The guy across the street and over one is just an older guy who does not talk much, but about 6 months after we moved in, I saw him trying to break up ice on his driveway as his car was sliding and having a difficult time getting up a small incline. Without saying a thing I went over with a few tools and started helping him. He still doesn't talk much, but he waves to me and my kids everytime he sees us.

Also, we asked one of the older boys (13) at the time to help teach my two boys 4 and 5 to play lacrosse and hold a stick. We paid him essentially for babysitting/giving lessons. My kids loved it, so did he and my kids got good at lax. He went on to get a Division I scholarship to Georgetown so all good there too. Use local kids as baby sitters, house sitters, get my mail and paper when we go away sitters.

I guess if you want to have good neighbors, be a good neighbor.
posted by JohnnyGunn at 2:05 PM on September 28, 2011


Like Tom Sawyer, paint your fence (or porch or whatever). People will stop by and tell you how you SHOULD be doing it. There you go.
posted by andreap at 2:17 PM on September 28, 2011


Just go up and simply introduce yourself. Also, when you see them out... acknowledge their presence.
posted by InterestedInKnowing at 2:46 PM on September 28, 2011


Go say Hi. Ask them about the neighborhood, like where's the best Chinese food. People love to give advice. And all the Be a good neighbor suggestions are terrific.
posted by theora55 at 4:35 PM on September 28, 2011


Also, don't take it personally if a neighbor doesn't seem friendly.
I have yet to speak more than a sentence to any of my dozens of neighbors since adulthood.
And to be honest, I kinda avoid them.
I'm a good quiet neighbor that happens to have social anxiety plus I'm just plain introverted.
posted by KogeLiz at 5:29 PM on September 28, 2011


I got my neighborhood "membership" by making myself helpful to a neighbor with a disability (he's old; just doesn't get around well). It was enormously helpful in getting me accepted in an area where I am distinctly in the racial minority.
posted by Ys at 6:27 PM on September 28, 2011


I would never knock on multiple doors to introduce myself as the new neighbour - I'd just wave and walk over and say hello each time I saw someone new. You might have a better chance of remembering names if you pace yourself.

Also, side note, I agree that it's fine to discipline your dog in front of others during a conversation. I am a non-dog owner and kind of nervous around dogs and would prefer a dog owner halt a conversation to attend to boisterous dog behaviour rather than letting the behaviour continue.
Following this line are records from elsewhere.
//! The common output unit of every detector.

use crate::detectors::DetectorKind;
use crate::table::{Row, Table};

/// Which detector proposed a candidate, and what set it apart from the other
/// candidates of that detector (a shared class name, a pattern category, ...).
#[derive(Clone, Debug, Eq, PartialEq)]
pub struct Provenance {
    pub detector: DetectorKind,
    pub discriminator: Option<String>,
}

impl Provenance {
    pub fn new(detector: DetectorKind) -> Self {
        Self {
            detector,
            discriminator: None,
        }
    }

    pub fn with_discriminator<S: Into<String>>(mut self, discriminator: S) -> Self {
        self.discriminator = Some(discriminator.into());
        self
    }
}

impl std::fmt::Display for Provenance {
    fn fmt(&self, f: &mut std::fmt::Formatter<'_>) -> std::fmt::Result {
        match &self.discriminator {
            Some(discriminator) => write!(f, "{} ({discriminator})", self.detector),
            None => write!(f, "{}", self.detector),
        }
    }
}

/// A rectangular grid of cells proposed as possibly-tabular data.
///
/// Every row has the same length, and when column labels are present there is
/// exactly one per column.
#[derive(Clone, Debug, Eq, PartialEq)]
pub struct TableCandidate {
    rows: Table,
    columns: Option<Vec<String>>,
    provenance: Provenance,
}

impl TableCandidate {
    /// Builds a candidate, right-padding short rows (and a short label list)
    /// to the widest of them. Returns `None` when there are no rows at all.
    pub fn new<T>(rows: T, columns: Option<Vec<String>>, provenance: Provenance) -> Option<Self>
    where
        T: Into<Table>,
    {
        let mut rows: Table = rows.into();
        if rows.is_empty() {
            return None;
        }

        let width = rows
            .width()
            .max(columns.as_ref().map_or(0, |labels| labels.len()));
        rows.pad_to(width);
        let columns = columns.map(|mut labels| {
            for idx in labels.len()..width {
                labels.push(idx.to_string());
            }
            labels
        });

        Some(Self {
            rows,
            columns,
            provenance,
        })
    }

    pub fn rows(&self) -> &Table {
        &self.rows
    }

    /// Inferred column labels, if the detector produced any.
    pub fn columns(&self) -> Option<&[String]> {
        self.columns.as_deref()
    }

    pub fn provenance(&self) -> &Provenance {
        &self.provenance
    }

    pub fn width(&self) -> usize {
        self.rows.first().map_or(0, |row| row.len())
    }

    /// `(rows, columns)`.
    pub fn shape(&self) -> (usize, usize) {
        (self.rows.len(), self.width())
    }

    /// Labels for display: the inferred ones, otherwise positional indices.
    pub fn column_labels(&self) -> Vec<String> {
        match &self.columns {
            Some(labels) => labels.clone(),
            None => (0..self.width()).map(|idx| idx.to_string()).collect(),
        }
    }

    /// Up to the first `n` rows.
    pub fn head(&self, n: usize) -> &[Row] {
        &self.rows[..n.min(self.rows.len())]
    }

    /// Values of the column at `index`, top to bottom.
    pub fn column(&self, index: usize) -> impl Iterator<Item = &str> {
        self.rows
            .iter()
            .filter_map(move |row| row.get(index).map(String::as_str))
    }

    /// Index of the column labelled `label`.
    pub fn column_index(&self, label: &str) -> Option<usize> {
        self.columns.as_ref()?.iter().position(|l| l == label)
    }

    /// A table with at most one row or at most one column carries no
    /// tabular information.
    pub fn is_degenerate(&self) -> bool {
        let (rows, cols) = self.shape();
        rows <= 1 || cols <= 1
    }
}

#[cfg(test)]
mod tests {
    use googletest::prelude::*;

    use super::*;

    fn provenance() -> Provenance {
        Provenance::new(DetectorKind::VisualBlocks)
    }

    #[gtest]
    fn rejects_empty_rows() {
        expect_that!(
            TableCandidate::new(Vec::<Vec<String>>::new(), None, provenance()),
            none()
        );
    }

    #[gtest]
    fn pads_rows_and_labels_to_common_width() {
        let cand = TableCandidate::new(
            [vec!["a", "b", "c"], vec!["d"]],
            Some(vec!["x".to_string()]),
            provenance(),
        )
        .expect("non-empty");
        expect_that!(cand.shape(), eq((2, 3)));
        expect_that!(cand.rows()[1], eq(&Row::from(["d", "", ""])));
        expect_that!(cand.column_labels(), elements_are![eq("x"), eq("1"), eq("2")]);
    }

    #[gtest]
    fn labels_wider_than_rows_widen_rows() {
        let cand = TableCandidate::new(
            [vec!["a"]],
            Some(vec!["k".to_string(), "v".to_string()]),
            provenance(),
        )
        .expect("non-empty");
        expect_that!(cand.rows()[0], eq(&Row::from(["a", ""])));
    }

    #[gtest]
    fn positional_labels_without_columns() {
        let cand = TableCandidate::new([vec!["a", "b"]], None, provenance()).expect("non-empty");
        expect_that!(cand.columns(), none());
        expect_that!(cand.column_labels(), elements_are![eq("0"), eq("1")]);
    }

    #[gtest]
    fn degenerate_shapes() {
        let one_row = TableCandidate::new([vec!["a", "b"]], None, provenance()).expect("non-empty");
        let one_col = TableCandidate::new([vec!["a"], vec!["b"]], None, provenance()).expect("non-empty");
        let fine = TableCandidate::new([vec!["a", "b"], vec!["c", "d"]], None, provenance())
            .expect("non-empty");
        expect_that!(one_row.is_degenerate(), eq(true));
        expect_that!(one_col.is_degenerate(), eq(true));
        expect_that!(fine.is_degenerate(), eq(false));
    }

    #[gtest]
    fn provenance_display() {
        expect_that!(provenance().to_string(), eq("visual_blocks"));
        expect_that!(
            Provenance::new(DetectorKind::ClassBlocks)
                .with_discriminator("card")
                .to_string(),
            eq("class_blocks (card)")
        );
    }
}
I wouldn't expect you to carry on a conversation with me while speaking to the dog and I'd actually be content to quietly watch the training as it would be a novelty to me. I know that's not your question, but I thought I'd give my two cents anyway to ease your mind, perhaps.
posted by cranberrymonger at 9:28 PM on September 28, 2011


Terrific suggestions! I really hope we have good neighbours. We will make every effort to be good neighbours ourselves. This is exciting!
posted by MayNicholas at 4:59 AM on September 29, 2011


As far as my neighbors go, I keep to myself and don't even know the names of some of them after years of living here in the same building with them, and I've never been in any of their homes, but I always say good morning or good evening, hold the door for them, and help them carry things upstairs. That even goes for the people everyone else in the building detests (because she's an insane complainer on clattering wooden heels, he's a large and loud stomping fool, and they have one of those hideous yapping yorkies). We all know one another as much as we need to, and we are on solidly neighborly terms. You don't need to be friends to be good neighbors.